What needs to be done
Give back, word for word, the line that contains "Transform hidden states" and all lines after it in the material, through the last; please include only these.

Data to use
▽

use std::fmt::Debug;

use candle_core::Tensor;
use candle_nn::VarBuilder;

use crate::architectures::BuildArchitecture;
use crate::error::BoxedError;
use crate::layers::attention::AttentionMask;

/// Hidden states computed by a decoder.
///
/// Holds the output of the embeddings followed by the output of every
/// decoder layer. With a key/value cache, only the new pieces have hidden
/// states.
pub struct DecoderOutput {
    hidden_states: Vec<Tensor>,
}

impl DecoderOutput {
    pub fn new(hidden_states: Vec<Tensor>) -> Self {
        DecoderOutput { hidden_states }
    }

    /// Output of the last decoder layer.
    pub fn last_hidden_state(&self) -> Option<&Tensor> {
        self.hidden_states.last()
    }

    /// Output of the embeddings followed by the output of every layer.
    pub fn hidden_states(&self) -> &[Tensor] {
        &self.hidden_states
    }
}

/// Configurations that build a [`Decoder`].
pub trait BuildDecoder: Debug {
    type Decoder: Decoder;

    fn build(&self, vb: VarBuilder) -> Result<Self::Decoder, BoxedError>;
}

impl<C> BuildDecoder for C
where
    C: BuildArchitecture + Debug,
    C::Architecture: Decoder,
{
    type Decoder = C::Architecture;

    fn build(&self, vb: VarBuilder) -> Result<Self::Decoder, BoxedError> {
        BuildArchitecture::build(self, vb)
    }
}

/// Decoder that attends to the current and preceding pieces only.
pub trait Decoder {
    /// State kept between calls during incremental decoding.
    type Cache;

    /// Compute the hidden states of a batch of sequences.
    ///
    /// * `piece_ids` - Pieces to decode. During incremental decoding these
    ///   are only the pieces that are not in the cache yet.
    ///   *Shape:* `(batch_size, seq_len)`
    /// * `attention_mask` - Positions that are `false` in the mask are
    ///   padding. The mask spans the cached pieces as well.
    ///   *Shape:* `(batch_size, cache_len + seq_len)`
    /// * `cache` - Keys and values of earlier calls, updated in place.
    /// * `positions` - Positions of the pieces, defaults to continuing
    ///   after the cached pieces.
    ///   *Shape:* `(batch_size, seq_len)`
    /// * `train` - Enables dropout.
    fn forward_t(
        &self,
        piece_ids: &Tensor,
        attention_mask: &AttentionMask,
        cache: &mut Self::Cache,
        positions: Option<&Tensor>,
        train: bool,
    ) -> Result<DecoderOutput, BoxedError>;
}

/// A single layer of a [`Decoder`].
pub trait DecoderLayer {
    /// Keys and values of a layer for incremental decoding.
    type Cache;

    /// Transform hidden states of shape `(batch_size, seq_len, width)`.
    ///
    /// `attention_mask` has the shape `(batch_size, cache_len + seq_len)`.
    /// The keys and values of the input are appended to `cache`.
    fn forward_t(
        &self,
        input: &Tensor,
        attention_mask: &AttentionMask,
        cache: &mut Self::Cache,
        positions: Option<&Tensor>,
        train: bool,
    ) -> Result<Tensor, BoxedError>;
}

/// Configurations that build a [`DecoderLayer`].
pub trait BuildDecoderLayer: Debug {
    type Cache;

    fn build_decoder_layer(
        &self,
        vb: VarBuilder,
    ) -> Result<Box<dyn DecoderLayer<Cache = Self::Cache>>, BoxedError>;
}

△

The completed task
    /// Transform hidden states of shape `(batch_size, seq_len, width)`.
    ///
    /// `attention_mask` has the shape `(batch_size, cache_len + seq_len)`.
    /// The keys and values of the input are appended to `cache`.
    fn forward_t(
        &self,
        input: &Tensor,
        attention_mask: &AttentionMask,
        cache: &mut Self::Cache,
        positions: Option<&Tensor>,
        train: bool,
    ) -> Result<Tensor, BoxedError>;
}

/// Configurations that build a [`DecoderLayer`].
pub trait BuildDecoderLayer: Debug {
    type Cache;

    fn build_decoder_layer(
        &self,
        vb: VarBuilder,
    ) -> Result<Box<dyn DecoderLayer<Cache = Self::Cache>>, BoxedError>;
}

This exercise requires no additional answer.